Python | Sort a Dictionary
Last Updated :
12 Apr, 2023
Python, Given a dictionary, perform sort, basis on keys or values. [ applicable Python >=3.6v ].
Input : test_dict = {“Gfg” : 5, “is” : 7, “Best” : 2} Output : {‘Best’: 2, ‘Gfg’: 5, ‘is’: 7}, {‘is’: 7, ‘Gfg’: 5, ‘Best’: 2} Explanation : Sorted by keys, in ascending and reverse order. Input : test_dict = {“Best” : 2, “for” : 9, “geeks” : 8} Output : {‘Best’: 2, ‘Gfg’: 5, ‘for’: 9}, {‘for’: 9, ‘geeks’: 8, ‘Best’: 2} Explanation : Sorted by values, in ascending and reverse order.
Case 1 : Sort by Keys
This task is performed using sorted(), in this, we extract the keys using 1st index of items of dictionary extracted by items(), and pass it in key as custom lambda function to get sorted by keys. The “reverse=True” is added to perform reverse sort.
Python3
test_dict = { "Gfg" : 5 , "is" : 7 , "Best" : 2 , "for" : 9 , "geeks" : 8 }
print ( "The original dictionary is : " + str (test_dict))
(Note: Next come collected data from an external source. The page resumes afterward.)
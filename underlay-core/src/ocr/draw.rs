//! Invisible text layer synthesis.
//!
//! Approach strongly inspired by OCRmyPDF's hOCR transform: each detected
//! word is drawn with the built-in Helvetica font, horizontally scaled so
//! that it exactly spans its detected rectangle, in render mode 3 so the
//! glyphs stay invisible. Explicit spaces are stretched to bridge word
//! gaps; without them several PDF viewers combine adjacent words when
//! extracting text.

use lopdf::content::Operation;
use lopdf::{Object, StringFormat};

use crate::geometry::{Matrix, Rect};
use crate::ocr::textline::{TextLine, TextWord};
use crate::pdf::{fonts, Pdf, Result};

/// Text render mode: invisible (neither fill nor stroke).
const RENDER_MODE_INVISIBLE: i64 = 3;

struct LayerBuilder {
    ops: Vec<Operation>,
    font_name: String,
    visible: bool,
    page_height: f32,
    rotated_group: bool,
}

impl LayerBuilder {
    fn new(font_name: String, visible: bool, page_height: f32) -> Self {
        LayerBuilder {
            ops: Vec::new(),
            font_name,
            visible,
            page_height,
            rotated_group: false,
        }
    }

    fn begin_orientation(&mut self, orientation: f32) {
        self.end_orientation();
        if orientation != 0.0 {
            let m = Matrix::rotate(-orientation);
            self.ops.push(Operation::new("q", vec![]));
            self.ops.push(Operation::new(
                "cm",
                vec![
                    m.a.into(),
                    m.b.into(),
                    m.c.into(),
                    m.d.into(),
                    m.e.into(),
                    m.f.into(),
                ],
            ));
            self.rotated_group = true;
        }
    }

    fn end_orientation(&mut self) {
        if self.rotated_group {
            self.ops.push(Operation::new("Q", vec![]));
            self.rotated_group = false;
        }
    }

    fn draw_line(&mut self, line: &TextLine) {
        let width_per_em = fonts::string_width(&line.text, 1.0);
        if width_per_em <= 0.0 || line.derotated_rect.is_empty() {
            return;
        }
        // Fill the rectangle's width without overshooting its height.
        let font_size = f32::min(
            line.derotated_rect.height(),
            line.derotated_rect.width() / width_per_em,
        );
        if font_size <= 0.0 {
            return;
        }
        let padding = (line.derotated_rect.height() - font_size) / 2.0;
        let descent = fonts::descent(font_size);
        // The synthesizer works bottom-up while detection coordinates grow
        // downward, hence the page-height flip.
        let line_text_y = (self.page_height - line.derotated_rect.y1) + padding - descent;

        let mut words = line.words.iter().peekable();
        while let Some(word) = words.next() {
            self.draw_word(
                word,
                words.peek().copied(),
                line,
                font_size,
                padding,
                descent,
                line_text_y,
            );
        }
    }

    #[allow(clippy::too_many_arguments)]
    fn draw_word(
        &mut self,
        word: &TextWord,
        next_word: Option<&TextWord>,
        line: &TextLine,
        font_size: f32,
        line_vertical_padding: f32,
        descent: f32,
        line_text_y: f32,
    ) {
        let mut text = word.text.clone();
        let mut width = word.derotated_rect.width();

        let word_y_middle = (word.derotated_rect.y0 + word.derotated_rect.y1) / 2.0;
        let central_band = (line.derotated_rect.y0 + line_vertical_padding)
            ..(line.derotated_rect.y1 - line_vertical_padding);
        let text_y = if !central_band.contains(&word_y_middle) {
            // A slightly rotated detection we snapped to horizontal can put
            // a word on this "line" that vertically belongs elsewhere; such
            // words keep their own vertical position.
            let word_padding = (word.derotated_rect.height() - font_size) / 2.0;
            (self.page_height - word.derotated_rect.y1) + word_padding - descent
        } else {
            if let Some(next) = next_word {
                if next.derotated_rect.x0 > word.derotated_rect.x1 {
                    // Render an explicit space stretched up to the next
                    // word's start.
                    text.push(' ');
                    width = next.derotated_rect.x0 - word.derotated_rect.x0;
                }
            }
            line_text_y
        };

        let text_width = fonts::string_width(&text, font_size);
        if text_width <= 0.0 || width <= 0.0 {
            return;
        }
        self.ops.push(Operation::new("BT", vec![]));
        self.ops.push(Operation::new(
            "Tf",
            vec![
                Object::Name(self.font_name.clone().into_bytes()),
                font_size.into(),
            ],
        ));
        if !self.visible {
            self.ops
                .push(Operation::new("Tr", vec![RENDER_MODE_INVISIBLE.into()]));
        }
        self.ops.push(Operation::new(
            "Tz",
            vec![(100.0 * width / text_width).into()],
        ));
        self.ops.push(Operation::new(
            "Tm",
            vec![
                1.0f32.into(),
                0.0f32.into(),
                0.0f32.into(),
                1.0f32.into(),
                word.derotated_rect.x0.into(),
                text_y.into(),
            ],
        ));
        self.ops
            .push(Operation::new("Tj", vec![pdf_text(&text)]));
        self.ops.push(Operation::new("ET", vec![]));
    }

    fn finish(mut self) -> Vec<Operation> {
        self.end_orientation();
        self.ops
    }
}

/// Encodes text for a `Tj` operand. The built-in font is selected with
/// WinAnsi encoding, which Latin-1 approximates; anything outside is
/// replaced. The invisible layer only has to survive text extraction, not
/// faithful display.
fn pdf_text(text: &str) -> Object {
    let bytes = text
        .chars()
        .map(|c| {
            let code = c as u32;
            if (0x20..=0xff).contains(&code) {
                code as u8
            } else {
                b'?'
            }
        })
        .collect();
    Object::String(bytes, StringFormat::Literal)
}

fn text_layer_ops(
    font_name: &str,
    page_rect: &Rect,
    lines: &[TextLine],
    visible: bool,
) -> Vec<Operation> {
    let mut builder = LayerBuilder::new(font_name.to_string(), visible, page_rect.height());
    let mut current_orientation = 0.0;
    for line in lines {
        if line.orientation != current_orientation {
            builder.begin_orientation(line.orientation);
            current_orientation = line.orientation;
        }
        builder.draw_line(line);
    }
    builder.finish()
}

/// Overlays the hidden (or, for debugging, visible) text layer onto the
/// page.
pub fn draw_ocr_text_page(
    pdf: &mut Pdf,
    index: usize,
    lines: &[TextLine],
    visible: bool,
) -> Result<()> {
    if lines.is_empty() {
        return Ok(());
    }
    let page_rect = pdf.rect(index)?;
    let font_name = pdf.ensure_helvetica(index)?;

    // The layer is generated in bottom-up page coordinates; map it into
    // content space under the page's current rotation, then neutralize the
    // rotation while the overlay is merged.
    let flip = Matrix::new(1.0, 0.0, 0.0, -1.0, 0.0, page_rect.height());
    let into_content = flip.concat(&pdf.page_to_content(index)?);

    let original_rotation = pdf.rotation(index)?;
    pdf.set_rotation(index, 0)?;
    let mut ops = vec![Operation::new(
        "cm",
        vec![
            into_content.a.into(),
            into_content.b.into(),
            into_content.c.into(),
            into_content.d.into(),
            into_content.e.into(),
            into_content.f.into(),
        ],
    )];
    ops.extend(text_layer_ops(&font_name, &page_rect, lines, visible));
    pdf.append_operations(index, ops)?;
    pdf.set_rotation(index, original_rotation)?;
    Ok(())
}

/// Appends a page showing the same text layer visibly; used by the
/// debug-page mode to inspect detection quality next to the original.
pub fn append_visible_overlay_page(
    pdf: &mut Pdf,
    source_index: usize,
    lines: &[TextLine],
) -> Result<usize> {
    let page_rect = pdf.rect(source_index)?;
    let index = pdf.add_blank_page(page_rect.width(), page_rect.height())?;
    draw_ocr_text_page(pdf, index, lines, true)?;
    Ok(index)
}

#[cfg(test)]
mod tests {
    use super::*;
    use crate::pdf::testutil::single_page_pdf_with_content;
    use crate::pdf::BboxKind;

    fn word(text: &str, rect: Rect) -> TextWord {
        TextWord {
            text: text.to_string(),
            derotated_rect: rect,
            orientation: 0.0,
        }
    }

    fn line(text: &str, rect: Rect, words: Vec<TextWord>) -> TextLine {
        TextLine {
            text: text.to_string(),
            orientation: 0.0,
            derotated_rect: rect,
            rect,
            confidence: 0.99,
            words,
        }
    }

    #[test]
    fn test_overlay_is_invisible_text() {
        let mut pdf = single_page_pdf_with_content(600.0, 800.0, "");
        let lines = vec![line(
            "Hello world",
            Rect::new(100.0, 100.0, 300.0, 112.0),
            vec![
                word("Hello", Rect::new(100.0, 100.0, 180.0, 112.0)),
                word("world", Rect::new(200.0, 100.0, 300.0, 112.0)),
            ],
        )];
        draw_ocr_text_page(&mut pdf, 0, &lines, false).unwrap();
        let log = pdf.bbox_log(0).unwrap();
        assert_eq!(log.len(), 2, "one entry per word");
        for entry in &log {
            assert_eq!(entry.kind, BboxKind::IgnoreText);
        }
        // Words land at their detected horizontal positions.
        assert!((log[0].rect.x0 - 100.0).abs() < 1.0, "got {:?}", log[0].rect);
        assert!((log[1].rect.x0 - 200.0).abs() < 1.0, "got {:?}", log[1].rect);
        // The stretched explicit space makes the first word reach the
        // second one.
        assert!((log[0].rect.x1 - 200.0).abs() < 1.0, "got {:?}", log[0].rect);
        // Vertically within the detected band.
        assert!(log[0].rect.y0 > 95.0 && log[0].rect.y1 < 117.0, "got {:?}", log[0].rect);
    }

    #[test]
    fn test_visible_debug_layer_uses_fill_text() {
        let mut pdf = single_page_pdf_with_content(600.0, 800.0, "");
        let lines = vec![line(
            "debug",
            Rect::new(50.0, 50.0, 150.0, 62.0),
            vec![word("debug", Rect::new(50.0, 50.0, 150.0, 62.0))],
        )];
        draw_ocr_text_page(&mut pdf, 0, &lines, true).unwrap();
        let log = pdf.bbox_log(0).unwrap();
        assert_eq!(log.len(), 1);
        assert_eq!(log[0].kind, BboxKind::FillText);
    }

    #[test]
    fn test_empty_lines_leave_page_untouched() {
        let mut pdf = single_page_pdf_with_content(600.0, 800.0, "");
        let before = pdf.page_content(0).unwrap();
        draw_ocr_text_page(&mut pdf, 0, &[], false).unwrap();
        assert_eq!(pdf.page_content(0).unwrap(), before);
    }

    #[test]
    fn test_rotation_restored_after_overlay() {
        let mut pdf = single_page_pdf_with_content(600.0, 800.0, "");
        pdf.set_rotation(0, 180).unwrap();
        let lines = vec![line(
            "text",
            Rect::new(10.0, 10.0, 60.0, 20.0),
            vec![word("text", Rect::new(10.0, 10.0, 60.0, 20.0))],
        )];
        draw_ocr_text_page(&mut pdf, 0, &lines, false).unwrap();
        assert_eq!(pdf.rotation(0).unwrap(), 180);
    }

    #[test]
    fn test_append_visible_overlay_page() {
        let mut pdf = single_page_pdf_with_content(600.0, 800.0, "");
        let lines = vec![line(
            "overlay",
            Rect::new(10.0, 10.0, 110.0, 22.0),
            vec![word("overlay", Rect::new(10.0, 10.0, 110.0, 22.0))],
        )];
        let index = append_visible_overlay_page(&mut pdf, 0, &lines).unwrap();
        assert_eq!(index, 1);
        assert_eq!(pdf.page_count(), 2);
        let log = pdf.bbox_log(1).unwrap();
        assert_eq!(log.len(), 1);
        assert_eq!(log[0].kind, BboxKind::FillText);
    }

    #[test]
    fn test_pdf_text_replaces_non_latin() {
        match pdf_text("añ€") {
            Object::String(bytes, _) => assert_eq!(bytes, vec![b'a', 0xf1, b'?']),
            other => panic!("unexpected operand {other:?}"),
        }
    }
}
res = {key: val for key, val in sorted (test_dict.items(), key = lambda ele: ele[ 0 ])}
print ( "Result dictionary sorted by keys : " + str (res))
res = {key: val for key, val in sorted (test_dict.items(), key = lambda ele: ele[ 0 ], reverse = True )}
print ( "Result dictionary sorted by keys ( in reversed order ) : " + str (res))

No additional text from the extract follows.